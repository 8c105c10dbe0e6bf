// ==========================================
// 定制制造扩展 - 报表只读仓储
// ==========================================
// 职责: 为三张报表提供原始数据行（只读）
// 红线: 不做汇总展示逻辑，聚合口径由 report 层负责
// ==========================================

use crate::repository::error::{RepositoryError, RepositoryResult};
use chrono::NaiveDate;
use rusqlite::types::Value as SqlValue;
use rusqlite::{params_from_iter, Connection, Result as SqliteResult};
use std::collections::{BTreeSet, HashMap};
use std::sync::{Arc, Mutex};

/// 班次汇总用的作业卡行
#[derive(Debug, Clone, PartialEq)]
pub struct ShiftJobCardRow {
    pub name: String,
    pub shift_number: Option<String>,
    pub total_completed_qty: f64,
    pub production_item: Option<String>,
    pub item_name: Option<String>,
    pub work_order: Option<String>,
}

/// 作业卡废料行
#[derive(Debug, Clone, PartialEq)]
pub struct ScrapRow {
    pub parent: String,
    pub item_code: Option<String>,
    pub item_name: Option<String>,
    pub stock_qty: f64,
}

/// 故障统计行
#[derive(Debug, Clone, PartialEq)]
pub struct BreakdownRow {
    pub workstation: String,
    pub breakdown_type: String,
    pub breakdown_count: i64,
}

/// 工作站磨损行
#[derive(Debug, Clone, PartialEq)]
pub struct WorkstationWearRow {
    pub name: String,
    pub plant_floor: Option<String>,
    pub threshold_qty: f64,
    pub completed_qty: f64,
}

// ==========================================
// ReportRepository - 报表仓储
// ==========================================
pub struct ReportRepository {
    conn: Arc<Mutex<Connection>>,
}

impl ReportRepository {
    pub fn from_connection(conn: Arc<Mutex<Connection>>) -> Self {
        Self { conn }
    }

    fn get_conn(&self) -> RepositoryResult<std::sync::MutexGuard<Connection>> {
        self.conn
            .lock()
            .map_err(|e| RepositoryError::LockError(e.to_string()))
    }

    /// 已提交作业卡（按过账日期/车间过滤）
    pub fn fetch_submitted_job_cards(
        &self,
        from_date: Option<NaiveDate>,
        to_date: Option<NaiveDate>,
        plant: Option<&str>,
    ) -> RepositoryResult<Vec<ShiftJobCardRow>> {
        let mut conditions = vec!["docstatus = 1".to_string()];
        let mut values: Vec<SqlValue> = Vec::new();

        if let Some(d) = from_date {
            values.push(SqlValue::Text(d.to_string()));
            conditions.push(format!("posting_date >= ?{}", values.len()));
        }
        if let Some(d) = to_date {
            values.push(SqlValue::Text(d.to_string()));
            conditions.push(format!("posting_date <= ?{}", values.len()));
        }
        if let Some(p) = plant.filter(|p| !p.is_empty()) {
            values.push(SqlValue::Text(p.to_string()));
            conditions.push(format!("plant_name = ?{}", values.len()));
        }

        let sql = format!(
            r#"
            SELECT name, shift_number, IFNULL(total_completed_qty, 0),
                   production_item, item_name, work_order
            FROM job_card
            WHERE {}
            ORDER BY name
            "#,
            conditions.join(" AND ")
        );

        let conn = self.get_conn()?;
        let mut stmt = conn.prepare(&sql)?;
        let rows = stmt
            .query_map(params_from_iter(values), |row| {
                Ok(ShiftJobCardRow {
                    name: row.get(0)?,
                    shift_number: row.get(1)?,
                    total_completed_qty: row.get(2)?,
                    production_item: row.get(3)?,
                    item_name: row.get(4)?,
                    work_order: row.get(5)?,
                })
            })?
            .collect::<SqliteResult<Vec<_>>>()?;
        Ok(rows)
    }

    /// 指定作业卡的废料行
    pub fn fetch_scrap_items(&self, job_cards: &[String]) -> RepositoryResult<Vec<ScrapRow>> {
        if job_cards.is_empty() {
            return Ok(Vec::new());
        }

        let sql = format!(
            r#"
            SELECT parent, item_code, item_name, IFNULL(stock_qty, 0)
            FROM job_card_scrap_item
            WHERE parent IN ({})
            ORDER BY parent, idx
            "#,
            placeholders(job_cards.len())
        );

        let conn = self.get_conn()?;
        let mut stmt = conn.prepare(&sql)?;
        let rows = stmt
            .query_map(params_from_iter(job_cards.iter()), |row| {
                Ok(ScrapRow {
                    parent: row.get(0)?,
                    item_code: row.get(1)?,
                    item_name: row.get(2)?,
                    stock_qty: row.get(3)?,
                })
            })?
            .collect::<SqliteResult<Vec<_>>>()?;
        Ok(rows)
    }

    /// 工单 → 批次号集合（来自已提交库存凭证明细或批次包）
    pub fn fetch_work_order_batches(
        &self,
        work_orders: &[String],
    ) -> RepositoryResult<HashMap<String, BTreeSet<String>>> {
        let mut result: HashMap<String, BTreeSet<String>> = HashMap::new();
        if work_orders.is_empty() {
            return Ok(result);
        }

        let marks = placeholders(work_orders.len());
        let sql = format!(
            r#"
            SELECT DISTINCT se.work_order, sed.batch_no
            FROM stock_entry se
            INNER JOIN stock_entry_detail sed ON sed.parent = se.name
            WHERE se.docstatus = 1
              AND se.work_order IN ({marks})
              AND COALESCE(sed.batch_no, '') != ''

            UNION

            SELECT DISTINCT se.work_order, sbe.batch_no
            FROM stock_entry se
            INNER JOIN stock_entry_detail sed ON sed.parent = se.name
            INNER JOIN serial_and_batch_entry sbe ON sbe.parent = sed.serial_and_batch_bundle
            WHERE se.docstatus = 1
              AND se.work_order IN ({marks})
              AND COALESCE(sed.serial_and_batch_bundle, '') != ''
              AND COALESCE(sbe.batch_no, '') != ''
            "#,
            marks = marks
        );

        let conn = self.get_conn()?;
        let mut stmt = conn.prepare(&sql)?;
        let rows = stmt
            .query_map(params_from_iter(work_orders.iter()), |row| {
                Ok((row.get::<_, String>(0)?, row.get::<_, String>(1)?))
            })?
            .collect::<SqliteResult<Vec<_>>>()?;

        for (work_order, batch_no) in rows {
            result.entry(work_order).or_default().insert(batch_no);
        }
        Ok(result)
    }

    /// 故障统计（未取消、有故障类型与工作站）
    pub fn fetch_breakdown_counts(
        &self,
        from_date: Option<NaiveDate>,
        to_date: Option<NaiveDate>,
    ) -> RepositoryResult<Vec<BreakdownRow>> {
        let mut conditions = vec![
            "docstatus < 2".to_string(),
            "COALESCE(breakdown_type, '') != ''".to_string(),
            "COALESCE(workstation, '') != ''".to_string(),
        ];
        let mut values: Vec<SqlValue> = Vec::new();

        if let Some(d) = from_date {
            values.push(SqlValue::Text(d.to_string()));
            conditions.push(format!("posting_date >= ?{}", values.len()));
        }
        if let Some(d) = to_date {
            values.push(SqlValue::Text(d.to_string()));
            conditions.push(format!("posting_date <= ?{}", values.len()));
        }

        let sql = format!(
            r#"
            SELECT workstation, breakdown_type, COUNT(*) AS breakdown_count
            FROM job_card
            WHERE {}
            GROUP BY workstation, breakdown_type
            ORDER BY workstation ASC, breakdown_count DESC
            "#,
            conditions.join(" AND ")
        );

        let conn = self.get_conn()?;
        let mut stmt = conn.prepare(&sql)?;
        let rows = stmt
            .query_map(params_from_iter(values), |row| {
                Ok(BreakdownRow {
                    workstation: row.get(0)?,
                    breakdown_type: row.get(1)?,
                    breakdown_count: row.get(2)?,
                })
            })?
            .collect::<SqliteResult<Vec<_>>>()?;
        Ok(rows)
    }

    /// 工作站阈值与累计数量（按车间、名称排序）
    pub fn fetch_workstation_wear(&self, plant: Option<&str>) -> RepositoryResult<Vec<WorkstationWearRow>> {
        let mut sql = String::from(
            r#"
            SELECT name, plant_floor,
                   IFNULL(quantity_before_replacement, 0),
                   IFNULL(worked_quantity, 0)
            FROM workstation
            "#,
        );
        let mut values: Vec<SqlValue> = Vec::new();
        if let Some(p) = plant.filter(|p| !p.is_empty()) {
            values.push(SqlValue::Text(p.to_string()));
            sql.push_str(" WHERE plant_floor = ?1");
        }
        sql.push_str(" ORDER BY plant_floor, name");

        let conn = self.get_conn()?;
        let mut stmt = conn.prepare(&sql)?;
        let rows = stmt
            .query_map(params_from_iter(values), |row| {
                Ok(WorkstationWearRow {
                    name: row.get(0)?,
                    plant_floor: row.get(1)?,
                    threshold_qty: row.get(2)?,
                    completed_qty: row.get(3)?,
                })
            })?
            .collect::<SqliteResult<Vec<_>>>()?;
        Ok(rows)
    }
}

/// 生成 "?1, ?2, ..." 占位符
fn placeholders(n: usize) -> String {
    (1..=n).map(|i| format!("?{}", i)).collect::<Vec<_>>().join(", ")
}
----
▶ **Problem details**
Filter these records, keeping every line where the word "placeholders" occurs.

▶ **Solution to this exercise**
            placeholders(job_cards.len())
        let marks = placeholders(work_orders.len());
fn placeholders(n: usize) -> String {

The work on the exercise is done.